Casos do Delegado Fontes
de Sonia Regina Rocha Rodrigues
O mendigo Bisonho tomava sol sentado
no banco da praça em frente ao colégio e observou o caminhão de mudanças que
chegou, descarregou 27 caixotes de livros e uns poucos mais de utensílios e
eletrônicos. Depois os carregadores entraram com os gaveteiros e ele
aproximou-se do motorista para filar um cigarro.
- Eram livros, é?
- Pois essa gente aí tem mais livros que roupas. - respondeu o motorista,
amigável.
- Videocassete, eles têm? - indagou Bisonho, com ar desinteressado.
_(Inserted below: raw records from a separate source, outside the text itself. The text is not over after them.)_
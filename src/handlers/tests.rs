//! # Tests for Handlers

use std::collections::BTreeMap;
use std::sync::Arc;

use axum::{
    body::{Body, to_bytes},
    http::{Request, StatusCode},
};
use migration::{Migrator, MigratorTrait};
use sea_orm::{ConnectOptions, Database};
use serde_json::Value;
use tower::ServiceExt;
use uuid::Uuid;

use crate::auth::USER_ID_HEADER;
use crate::config::{AppConfig, ProviderClientConfig};
use crate::handlers::root;
use crate::providers::HttpActivitySource;
use crate::server::{AppState, create_app};

async fn test_state() -> AppState {
    let mut options = ConnectOptions::new("sqlite::memory:");
    options.max_connections(1).sqlx_logging(false);
    let db = Database::connect(options).await.unwrap();
    Migrator::up(&db, None).await.unwrap();

    let mut providers = BTreeMap::new();
    providers.insert(
        "github".to_string(),
        ProviderClientConfig {
            client_id: Some("client-id".to_string()),
            client_secret: Some("client-secret".to_string()),
            oauth_base: Some("http://127.0.0.1:9".to_string()),
            api_base: Some("http://127.0.0.1:9".to_string()),
        },
    );
    let config = AppConfig {
        crypto_key: Some(vec![7u8; 32]),
        cron_secret: Some("abc".to_string()),
        enabled_providers: vec!["github".to_string()],
        providers,
        ..Default::default()
    };

    let source = HttpActivitySource::new(std::time::Duration::from_secs(1)).unwrap();
    AppState::with_source(config, Arc::new(db), Arc::new(source)).unwrap()
}

async fn send(state: AppState, request: Request<Body>) -> (StatusCode, Value) {
    let response = create_app(state).oneshot(request).await.unwrap();
    let status = response.status();
    let bytes = to_bytes(response.into_body(), usize::MAX).await.unwrap();
    let body = serde_json::from_slice(&bytes).unwrap_or(Value::Null);
    (status, body)
}

#[tokio::test]
async fn test_root_handler_returns_expected_service_info() {
    let axum::Json(info) = root().await;
    assert_eq!(info.service, "connector-sync");
    assert_eq!(info.version, env!("CARGO_PKG_VERSION"));
}

#[tokio::test]
async fn readiness_lists_enabled_providers() {
    let state = test_state().await;
    let (status, body) = send(
        state,
        Request::builder().uri("/readyz").body(Body::empty()).unwrap(),
    )
    .await;

    assert_eq!(status, StatusCode::OK);
    assert_eq!(body["database"], true);
    assert_eq!(body["providers"], serde_json::json!(["github"]));
}

#[tokio::test]
async fn user_routes_require_user_header() {
    let state = test_state().await;
    let (status, body) = send(
        state,
        Request::builder()
            .uri("/sync/github/status")
            .body(Body::empty())
            .unwrap(),
    )
    .await;

    assert_eq!(status, StatusCode::UNAUTHORIZED);
    assert_eq!(body["code"], "UNAUTHORIZED");
}

#[tokio::test]
async fn disabled_provider_is_a_validation_error() {
    let state = test_state().await;
    let (status, body) = send(
        state,
        Request::builder()
            .uri("/sync/slack/status")
            .header(USER_ID_HEADER, Uuid::new_v4().to_string())
            .body(Body::empty())
            .unwrap(),
    )
    .await;

    assert_eq!(status, StatusCode::BAD_REQUEST);
    assert_eq!(body["code"], "VALIDATION_FAILED");
}

#[tokio::test]
async fn status_is_cached_after_first_read() {
    let state = test_state().await;
    let user = Uuid::new_v4().to_string();
    let request = || {
        Request::builder()
            .uri("/sync/github/status")
            .header(USER_ID_HEADER, &user)
            .body(Body::empty())
            .unwrap()
    };

    let first = create_app(state.clone()).oneshot(request()).await.unwrap();
    assert_eq!(first.status(), StatusCode::OK);
    assert_eq!(first.headers()["x-cache"], "MISS");
    assert!(
        first.headers()["cache-control"]
            .to_str()
            .unwrap()
            .starts_with("private, max-age=")
    );

    let second = create_app(state).oneshot(request()).await.unwrap();
    assert_eq!(second.headers()["x-cache"], "HIT");
    let bytes = to_bytes(second.into_body(), usize::MAX).await.unwrap();
    let body: Value = serde_json::from_slice(&bytes).unwrap();
    assert_eq!(body["status"], "not_connected");
    assert_eq!(body["provider"], "github");
}

#[tokio::test]
async fn cron_routes_reject_wrong_secret() {
    let state = test_state().await;
    let (status, _) = send(
        state.clone(),
        Request::builder()
            .method("POST")
            .uri("/cron/sync")
            .header("Authorization", "Bearer wrong")
            .body(Body::empty())
            .unwrap(),
    )
    .await;
    assert_eq!(status, StatusCode::UNAUTHORIZED);

    let (status, body) = send(
        state,
        Request::builder()
            .method("POST")
            .uri("/cron/sync?interval=5min")
            .header("Authorization", "Bearer abc")
            .body(Body::empty())
            .unwrap(),
    )
    .await;
    assert_eq!(status, StatusCode::BAD_REQUEST);
    assert_eq!(body["code"], "VALIDATION_FAILED");
}

#[tokio::test]
async fn responses_carry_a_request_id() {
    let state = test_state().await;
    let response = create_app(state)
        .oneshot(Request::builder().uri("/healthz").body(Body::empty()).unwrap())
        .await
        .unwrap();

    assert_eq!(response.status(), StatusCode::OK);
    assert!(response.headers().contains_key("x-request-id"));
}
- E dos bons. Dos modernos, de 4 cabeçotes. Deixaram tudo na sala, que a
família vai chegar semana que vem para arrumar. - o motorista olhou de soslaio.
- Quanto vale a informação?
- Eu tenho lá cara de informante? - mas escorregou uma nota para o bolso do
outro - Alarme?
- Nenhum. Na casa da capital tem, então acho que semana que vem vão transferir
para cá.
- Cofre?
- Nem cofre, nem jóias, nem
verdinhas. Agora se manda, acabou a conversa.
Os carregadores já saíam da casa e chamavam por ele:
- Motô, hora do rango!
Bisonho permaneceu por ali, vendo o caminhão a afastar-se. Era o dia 26 de
dezembro. As famílias ainda se visitavam para acabar com os restos da comilança
natalina. Dia 27 era o dia de ruas mortas, perfeitos para o trabalho, o dia em
que ele e os comparsas fariam a sua festa de fim de ano. Havia naquele
quarteirão 19 casas desocupadas, famílias que iam passar as festas em outras
cidades, repúblicas de estudantes que iam passar férias em casa e agora essa,
de mudança. Decerto seriam professores, sem nada de muito interessante, mesmo
assim, não custava conferir, ao menos pelo videocassete.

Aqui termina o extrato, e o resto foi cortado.